**Data supplied:**
+ + + + +
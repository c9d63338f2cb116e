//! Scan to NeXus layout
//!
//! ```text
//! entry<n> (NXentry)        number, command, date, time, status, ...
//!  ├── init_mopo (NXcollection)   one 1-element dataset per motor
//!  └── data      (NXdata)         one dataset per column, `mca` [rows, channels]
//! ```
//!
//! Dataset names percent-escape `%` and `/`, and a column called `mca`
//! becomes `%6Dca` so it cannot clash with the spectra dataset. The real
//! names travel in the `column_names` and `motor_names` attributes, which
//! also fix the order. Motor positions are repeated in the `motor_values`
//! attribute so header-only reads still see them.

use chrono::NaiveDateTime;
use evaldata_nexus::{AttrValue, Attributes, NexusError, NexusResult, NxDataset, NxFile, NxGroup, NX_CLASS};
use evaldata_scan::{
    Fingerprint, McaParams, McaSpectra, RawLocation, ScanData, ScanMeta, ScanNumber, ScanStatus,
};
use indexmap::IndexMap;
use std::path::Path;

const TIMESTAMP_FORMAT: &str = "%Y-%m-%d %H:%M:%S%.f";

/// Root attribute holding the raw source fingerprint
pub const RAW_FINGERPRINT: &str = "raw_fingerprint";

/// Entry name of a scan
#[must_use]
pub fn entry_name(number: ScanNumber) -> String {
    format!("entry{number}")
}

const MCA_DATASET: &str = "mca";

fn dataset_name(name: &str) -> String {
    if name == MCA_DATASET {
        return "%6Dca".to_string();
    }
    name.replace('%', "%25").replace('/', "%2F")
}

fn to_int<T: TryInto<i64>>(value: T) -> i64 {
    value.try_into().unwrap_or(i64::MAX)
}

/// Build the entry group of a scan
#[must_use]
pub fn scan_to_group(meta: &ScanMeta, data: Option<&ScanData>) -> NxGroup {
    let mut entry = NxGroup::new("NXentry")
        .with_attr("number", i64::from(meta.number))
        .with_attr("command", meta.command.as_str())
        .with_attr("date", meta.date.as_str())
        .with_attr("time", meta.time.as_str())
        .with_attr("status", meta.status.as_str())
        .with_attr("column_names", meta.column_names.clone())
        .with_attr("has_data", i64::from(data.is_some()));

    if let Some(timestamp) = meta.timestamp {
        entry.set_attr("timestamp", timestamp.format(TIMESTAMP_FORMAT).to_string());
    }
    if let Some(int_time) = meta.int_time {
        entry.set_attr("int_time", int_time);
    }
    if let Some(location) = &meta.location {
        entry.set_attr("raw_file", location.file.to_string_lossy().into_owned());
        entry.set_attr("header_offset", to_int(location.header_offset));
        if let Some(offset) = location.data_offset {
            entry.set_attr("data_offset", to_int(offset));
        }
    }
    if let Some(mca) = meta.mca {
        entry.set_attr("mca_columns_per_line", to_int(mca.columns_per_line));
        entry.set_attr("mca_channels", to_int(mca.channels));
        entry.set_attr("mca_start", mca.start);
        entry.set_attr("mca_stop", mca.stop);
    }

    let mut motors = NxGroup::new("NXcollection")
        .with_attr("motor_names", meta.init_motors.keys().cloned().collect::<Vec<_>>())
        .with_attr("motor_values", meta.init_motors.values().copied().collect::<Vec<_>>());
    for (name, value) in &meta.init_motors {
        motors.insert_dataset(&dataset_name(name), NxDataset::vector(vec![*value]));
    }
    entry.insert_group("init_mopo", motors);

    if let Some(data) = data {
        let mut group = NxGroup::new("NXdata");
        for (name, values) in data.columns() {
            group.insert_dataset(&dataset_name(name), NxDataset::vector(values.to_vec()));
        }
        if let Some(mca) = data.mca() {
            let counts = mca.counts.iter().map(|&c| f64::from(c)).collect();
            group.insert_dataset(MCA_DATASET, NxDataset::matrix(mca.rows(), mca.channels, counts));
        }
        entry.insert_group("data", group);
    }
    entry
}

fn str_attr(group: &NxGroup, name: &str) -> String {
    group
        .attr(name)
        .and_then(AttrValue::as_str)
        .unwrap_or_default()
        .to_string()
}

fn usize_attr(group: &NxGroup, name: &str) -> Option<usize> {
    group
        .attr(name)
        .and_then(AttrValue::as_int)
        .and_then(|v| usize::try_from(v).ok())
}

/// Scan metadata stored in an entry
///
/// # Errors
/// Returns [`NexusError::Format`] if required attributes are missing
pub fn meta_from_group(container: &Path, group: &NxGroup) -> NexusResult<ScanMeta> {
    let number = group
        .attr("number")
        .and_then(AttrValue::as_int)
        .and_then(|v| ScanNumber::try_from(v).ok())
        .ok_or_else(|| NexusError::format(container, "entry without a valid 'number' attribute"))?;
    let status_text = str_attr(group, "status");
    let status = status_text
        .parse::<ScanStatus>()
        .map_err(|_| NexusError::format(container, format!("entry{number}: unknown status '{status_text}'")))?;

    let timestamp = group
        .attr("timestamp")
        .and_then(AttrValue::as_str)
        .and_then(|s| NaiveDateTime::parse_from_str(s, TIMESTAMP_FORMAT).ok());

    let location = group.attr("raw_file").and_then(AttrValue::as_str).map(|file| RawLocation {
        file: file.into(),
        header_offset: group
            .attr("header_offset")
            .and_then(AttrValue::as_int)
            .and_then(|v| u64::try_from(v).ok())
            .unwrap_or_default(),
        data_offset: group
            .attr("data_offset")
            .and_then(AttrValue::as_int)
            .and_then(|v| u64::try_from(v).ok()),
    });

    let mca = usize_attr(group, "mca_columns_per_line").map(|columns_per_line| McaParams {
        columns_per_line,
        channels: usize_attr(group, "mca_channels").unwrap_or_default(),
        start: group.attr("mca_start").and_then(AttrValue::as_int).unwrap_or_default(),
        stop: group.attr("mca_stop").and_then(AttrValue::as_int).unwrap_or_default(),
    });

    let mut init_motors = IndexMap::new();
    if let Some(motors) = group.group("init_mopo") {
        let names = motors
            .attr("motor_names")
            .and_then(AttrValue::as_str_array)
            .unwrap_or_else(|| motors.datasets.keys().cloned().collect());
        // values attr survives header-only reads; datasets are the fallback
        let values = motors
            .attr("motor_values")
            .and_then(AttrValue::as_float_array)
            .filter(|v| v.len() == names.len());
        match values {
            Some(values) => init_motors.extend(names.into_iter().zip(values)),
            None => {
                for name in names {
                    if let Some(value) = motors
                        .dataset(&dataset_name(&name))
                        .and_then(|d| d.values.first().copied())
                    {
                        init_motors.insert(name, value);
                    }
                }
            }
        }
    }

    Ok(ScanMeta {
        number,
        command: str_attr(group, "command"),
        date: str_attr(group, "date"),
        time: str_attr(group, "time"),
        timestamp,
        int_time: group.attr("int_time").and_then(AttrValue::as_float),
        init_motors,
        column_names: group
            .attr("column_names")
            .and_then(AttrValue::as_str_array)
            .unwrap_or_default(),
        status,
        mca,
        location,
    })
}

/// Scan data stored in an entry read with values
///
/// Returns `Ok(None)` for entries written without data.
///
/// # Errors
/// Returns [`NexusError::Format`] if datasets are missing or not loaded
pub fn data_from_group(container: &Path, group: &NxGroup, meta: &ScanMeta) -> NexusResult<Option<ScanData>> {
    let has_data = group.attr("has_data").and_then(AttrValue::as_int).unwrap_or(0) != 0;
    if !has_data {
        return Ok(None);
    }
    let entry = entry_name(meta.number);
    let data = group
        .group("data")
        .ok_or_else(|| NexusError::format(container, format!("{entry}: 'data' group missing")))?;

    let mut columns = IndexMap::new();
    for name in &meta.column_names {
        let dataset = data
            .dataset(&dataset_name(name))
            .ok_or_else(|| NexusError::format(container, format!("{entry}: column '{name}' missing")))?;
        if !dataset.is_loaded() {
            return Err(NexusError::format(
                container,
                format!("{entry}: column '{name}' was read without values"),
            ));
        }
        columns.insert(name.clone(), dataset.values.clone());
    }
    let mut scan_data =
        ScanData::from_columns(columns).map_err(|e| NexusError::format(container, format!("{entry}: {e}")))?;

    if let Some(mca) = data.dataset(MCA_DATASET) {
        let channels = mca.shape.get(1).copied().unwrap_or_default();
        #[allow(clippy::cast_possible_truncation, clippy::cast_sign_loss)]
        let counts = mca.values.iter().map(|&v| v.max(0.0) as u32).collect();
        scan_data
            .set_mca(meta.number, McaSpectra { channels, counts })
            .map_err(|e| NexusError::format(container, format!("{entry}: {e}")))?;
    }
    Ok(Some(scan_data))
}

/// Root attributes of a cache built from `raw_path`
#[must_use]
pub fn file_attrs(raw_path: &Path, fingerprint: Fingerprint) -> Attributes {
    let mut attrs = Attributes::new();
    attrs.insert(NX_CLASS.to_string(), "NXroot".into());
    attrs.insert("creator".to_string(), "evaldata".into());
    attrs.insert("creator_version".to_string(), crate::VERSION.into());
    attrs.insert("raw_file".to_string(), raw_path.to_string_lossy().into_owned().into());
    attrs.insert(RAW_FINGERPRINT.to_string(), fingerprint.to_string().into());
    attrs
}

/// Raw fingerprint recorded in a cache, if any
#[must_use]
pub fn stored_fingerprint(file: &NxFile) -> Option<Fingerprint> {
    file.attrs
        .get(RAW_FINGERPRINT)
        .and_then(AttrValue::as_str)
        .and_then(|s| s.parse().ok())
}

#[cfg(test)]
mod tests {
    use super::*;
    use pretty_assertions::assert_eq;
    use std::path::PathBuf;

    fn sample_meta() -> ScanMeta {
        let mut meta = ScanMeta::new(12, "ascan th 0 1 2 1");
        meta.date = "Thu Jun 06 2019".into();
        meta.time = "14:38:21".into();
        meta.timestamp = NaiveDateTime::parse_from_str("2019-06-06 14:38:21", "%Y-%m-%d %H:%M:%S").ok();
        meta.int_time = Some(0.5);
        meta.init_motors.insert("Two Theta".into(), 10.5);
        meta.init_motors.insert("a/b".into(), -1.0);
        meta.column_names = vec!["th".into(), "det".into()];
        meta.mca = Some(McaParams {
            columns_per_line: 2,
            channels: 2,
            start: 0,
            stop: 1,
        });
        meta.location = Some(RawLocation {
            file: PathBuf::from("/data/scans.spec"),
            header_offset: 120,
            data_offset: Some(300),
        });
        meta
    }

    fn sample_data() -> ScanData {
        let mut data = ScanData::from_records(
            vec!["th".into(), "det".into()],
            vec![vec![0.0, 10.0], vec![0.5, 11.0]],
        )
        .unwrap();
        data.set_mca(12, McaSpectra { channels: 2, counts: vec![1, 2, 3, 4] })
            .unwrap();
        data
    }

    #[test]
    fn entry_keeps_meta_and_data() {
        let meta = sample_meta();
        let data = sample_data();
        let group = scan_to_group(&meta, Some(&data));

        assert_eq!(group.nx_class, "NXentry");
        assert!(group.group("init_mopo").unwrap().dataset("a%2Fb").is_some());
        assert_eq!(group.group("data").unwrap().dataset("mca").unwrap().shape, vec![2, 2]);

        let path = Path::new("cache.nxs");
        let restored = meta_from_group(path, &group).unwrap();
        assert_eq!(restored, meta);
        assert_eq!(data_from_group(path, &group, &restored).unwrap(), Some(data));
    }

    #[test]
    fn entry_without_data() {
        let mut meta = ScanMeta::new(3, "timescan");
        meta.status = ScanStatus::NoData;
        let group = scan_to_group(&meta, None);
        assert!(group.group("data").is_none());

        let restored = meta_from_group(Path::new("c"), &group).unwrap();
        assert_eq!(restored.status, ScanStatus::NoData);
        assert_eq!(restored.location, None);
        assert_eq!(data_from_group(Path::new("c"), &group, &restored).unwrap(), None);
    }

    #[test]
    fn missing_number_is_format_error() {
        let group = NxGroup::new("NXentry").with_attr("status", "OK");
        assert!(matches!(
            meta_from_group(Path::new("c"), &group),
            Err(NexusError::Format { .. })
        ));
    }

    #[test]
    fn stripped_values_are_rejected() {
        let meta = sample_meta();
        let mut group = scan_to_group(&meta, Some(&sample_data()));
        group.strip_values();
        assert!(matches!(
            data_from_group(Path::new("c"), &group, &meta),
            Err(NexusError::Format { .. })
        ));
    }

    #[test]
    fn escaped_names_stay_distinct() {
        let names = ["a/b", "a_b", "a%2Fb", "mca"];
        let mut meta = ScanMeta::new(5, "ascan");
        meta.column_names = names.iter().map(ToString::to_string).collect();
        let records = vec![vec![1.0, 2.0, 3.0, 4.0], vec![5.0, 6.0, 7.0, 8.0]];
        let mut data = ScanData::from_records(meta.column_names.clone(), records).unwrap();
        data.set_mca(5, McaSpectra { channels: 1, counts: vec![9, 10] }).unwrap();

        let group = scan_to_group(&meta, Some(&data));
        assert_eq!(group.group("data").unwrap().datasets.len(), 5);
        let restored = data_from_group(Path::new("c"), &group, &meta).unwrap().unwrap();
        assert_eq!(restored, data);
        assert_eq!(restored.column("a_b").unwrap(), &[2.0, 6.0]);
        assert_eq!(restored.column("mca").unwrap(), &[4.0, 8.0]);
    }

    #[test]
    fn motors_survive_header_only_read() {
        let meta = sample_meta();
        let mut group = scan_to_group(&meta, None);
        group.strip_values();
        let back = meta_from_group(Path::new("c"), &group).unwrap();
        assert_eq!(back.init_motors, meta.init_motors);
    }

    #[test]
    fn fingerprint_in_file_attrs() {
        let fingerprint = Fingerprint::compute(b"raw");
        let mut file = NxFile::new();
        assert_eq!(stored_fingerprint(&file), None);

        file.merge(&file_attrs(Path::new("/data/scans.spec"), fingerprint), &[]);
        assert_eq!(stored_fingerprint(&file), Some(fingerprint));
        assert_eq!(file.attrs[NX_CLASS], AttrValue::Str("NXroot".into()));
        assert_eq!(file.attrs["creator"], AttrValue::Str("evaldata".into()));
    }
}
+ + + + +
**Instructions for the task:**
Repeat every line exactly, starting with the first line of the entries, and stop once the line containing "Dataset names percent-escape" has been given.

**Output for this task:**
repository c9d63338f2cb116e
//! Scan to NeXus layout
//!
//! ```text
//! entry<n> (NXentry)        number, command, date, time, status, ...
//!  ├── init_mopo (NXcollection)   one 1-element dataset per motor
//!  └── data      (NXdata)         one dataset per column, `mca` [rows, channels]
//! ```
//!
//! Dataset names percent-escape `%` and `/`, and a column called `mca`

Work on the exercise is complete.